V8リリースv8.7
V8では、6週間ごとに新しいブランチを作成するリリースプロセスの一環として、新しいバージョンを提供しています。各バージョンは、Chromeのベータ版マイルストーンの直前にV8のGitマスターからブランチが作成されます。本日、最新のブランチV8バージョン8.7を発表できることを嬉しく思います。このバージョンは数週間後にChrome 87の安定版に合わせてリリースされるまでベータ版にあります。V8 v8.7は、開発者向けの数多くの機能が盛り込まれています。この投稿では、リリースに先駆けていくつかのハイライトを紹介します。
JavaScript
危険な高速JS呼び出し
V8 v8.7には、JavaScriptからネイティブ呼び出しを行うための強化されたAPIが含まれています。
この機能は現在まだ実験的で、V8では--turbo-fast-api-calls
フラグ、Chromeでは--enable-unsafe-fast-js-calls
フラグを通じて有効化できます。この機能はChromeの一部のネイティブグラフィックスAPIのパフォーマンス向上を目的としていますが、他の埋め込みアプリケーションでも使用できます。このAPIは、開発者がv8::FunctionTemplate
のインスタンスを作成する新しい手段を提供します。この詳細はこちらのヘッダーファイルで確認できます。オリジナルAPIで作成された関数には影響を与えません。
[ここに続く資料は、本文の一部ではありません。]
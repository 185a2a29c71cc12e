//! Default key handler for the lesson player
//!
//! Maps keys to lesson actions: page turns, item selection, pronunciation,
//! word marking and the printable-material announcements.

use super::{HandlerAction, KeyAction};
use crate::state::State;
use crate::Result;
use log::{debug, trace};
use std::collections::HashMap;
use std::time::Instant;

/// Default key handler for lesson commands
pub struct DefaultKeyHandler {
    /// Key bindings map
    keymap: HashMap<Vec<u8>, KeyAction>,
}

impl DefaultKeyHandler {
    pub fn new(keymap: HashMap<Vec<u8>, KeyAction>) -> Self {
        debug!(
            "Creating default key handler with {} bindings",
            keymap.len()
        );
        Self { keymap }
    }

    /// Process a key with the lesson key bindings
    ///
    /// Unbound keys are reported as `Passthrough` and otherwise ignored.
    pub fn process_key(
        &mut self,
        key: &[u8],
        state: &mut State,
        now: Instant,
    ) -> Result<HandlerAction> {
        match self.keymap.get(key).cloned() {
            Some(action) => {
                trace!("Key action: {:?}", action);
                self.execute_action(&action, state, now)
            }
            None => {
                trace!("Unbound key: {:?}", key);
                Ok(HandlerAction::Passthrough)
            }
        }
    }

    fn execute_action(
        &mut self,
        action: &KeyAction,
        state: &mut State,
        now: Instant,
    ) -> Result<HandlerAction> {
        use KeyAction::*;

        match action {
            NextPage => state.next_page(now),
            PreviousPage => state.previous_page(),
            SelectNext => state.select_next(),
            SelectPrevious => state.select_previous(),
            SaySelected => {
                state.pronounce_selected(now);
            }
            SayItem(index) => {
                if !state.pronounce_item(*index, now) {
                    debug!("No item {} on this page", index + 1);
                }
            }
            MarkLearned => {
                if !state.request_mark_learned() {
                    debug!("Selected item is not a new word");
                }
            }
            Print(material) => state.show_material(*material, now),
            Silence => state.silence()?,
            Quit => state.quit(),
        }

        Ok(HandlerAction::Handled)
    }
}
//! Timer queue for the event loop
//!
//! Everything time-based in the lesson player (voice catalog polling, the
//! short delay before speech is dispatched, popup lifetimes, the delayed
//! celebration) is a `Task` due at an `Instant`. The event loop sleeps until
//! the next task is due and then runs every task whose time has come.

use crate::ui::OverlayId;
use log::trace;
use std::time::{Duration, Instant};

/// Work the event loop performs when a timer fires
#[derive(Debug, Clone, PartialEq, Eq)]
pub enum Task {
    /// Re-read the voice catalog from the speech backend
    RefreshCatalog,
    /// Speak the pending request if it is still the latest one
    Dispatch { generation: u64 },
    /// Move an overlay into its closing phase
    CloseOverlay(OverlayId),
    /// Remove an overlay from the screen
    RemoveOverlay(OverlayId),
    /// Show the end-of-lesson celebration
    ShowCelebration,
}

/// Pending tasks ordered by due time
#[derive(Debug, Default)]
pub struct Scheduler {
    pending: Vec<(Instant, Task)>,
}

impl Scheduler {
    pub fn new() -> Self {
        Self::default()
    }

    /// Run `task` once `delay` has passed since `now`
    pub fn schedule(&mut self, now: Instant, delay: Duration, task: Task) {
        trace!("Scheduling {:?} in {:?}", task, delay);
        self.pending.push((now + delay, task));
    }

    /// Remove and return every task due at `now`, earliest first
    ///
    /// Tasks due at the same instant keep the order they were scheduled in.
    pub fn take_due(&mut self, now: Instant) -> Vec<Task> {
        let mut due = Vec::new();
        let mut i = 0;
        while i < self.pending.len() {
            if now >= self.pending[i].0 {
                due.push(self.pending.remove(i));
            } else {
                i += 1;
            }
        }

        due.sort_by_key(|(when, _)| *when);
        due.into_iter().map(|(_, task)| task).collect()
    }

    /// Time until the next task is due, `None` if nothing is scheduled
    pub fn time_until_next(&self, now: Instant) -> Option<Duration> {
        let next = self.pending.iter().map(|(when, _)| *when).min()?;
        Some(next.saturating_duration_since(now))
    }

    /// Drop pending tasks matching `predicate`
    pub fn cancel_where<F>(&mut self, predicate: F)
    where
        F: Fn(&Task) -> bool,
    {
        self.pending.retain(|(_, task)| !predicate(task));
    }

    /// Is a task equal to `task` pending?
    pub fn contains(&self, task: &Task) -> bool {
        self.pending.iter().any(|(_, t)| t == task)
    }

    /// Is any pending task matching `predicate`?
    pub fn contains_where<F>(&self, predicate: F) -> bool
    where
        F: Fn(&Task) -> bool,
    {
        self.pending.iter().any(|(_, t)| predicate(t))
    }

    pub fn len(&self) -> usize {
        self.pending.len()
    }

    pub fn is_empty(&self) -> bool {
        self.pending.is_empty()
    }
}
詳細および利用可能な機能一覧についてはこちらの説明文をご覧ください。
Atomics.waitAsync
Atomics.waitAsync
がV8 v8.7で利用可能になりました。
Atomics.wait
およびAtomics.notify
は、ミューテックスや同期手段を実装するために役立つ低レベルの同期プリミティブです。ただし、Atomics.wait
はブロッキングであるため、メインスレッドで呼び出すことはできません(試みた場合はTypeErrorがスローされます)。非ブロッキング版のAtomics.waitAsync
は、メインスレッドでも利用可能です。
Atomics
APIの詳細についてはこちらの説明文をご参照ください。
V8 API
git log branch-heads/8.6..branch-heads/8.7 include/v8.h
を使用することで、APIの変更一覧を取得できます。
アクティブなV8チェックアウトを持つ開発者は、git checkout -b 8.7 -t branch-heads/8.7
を使用してV8 v8.7の新機能を試すことができます。または、Chromeのベータ版チャンネルを購読することで、新機能をすぐに試すことも可能です。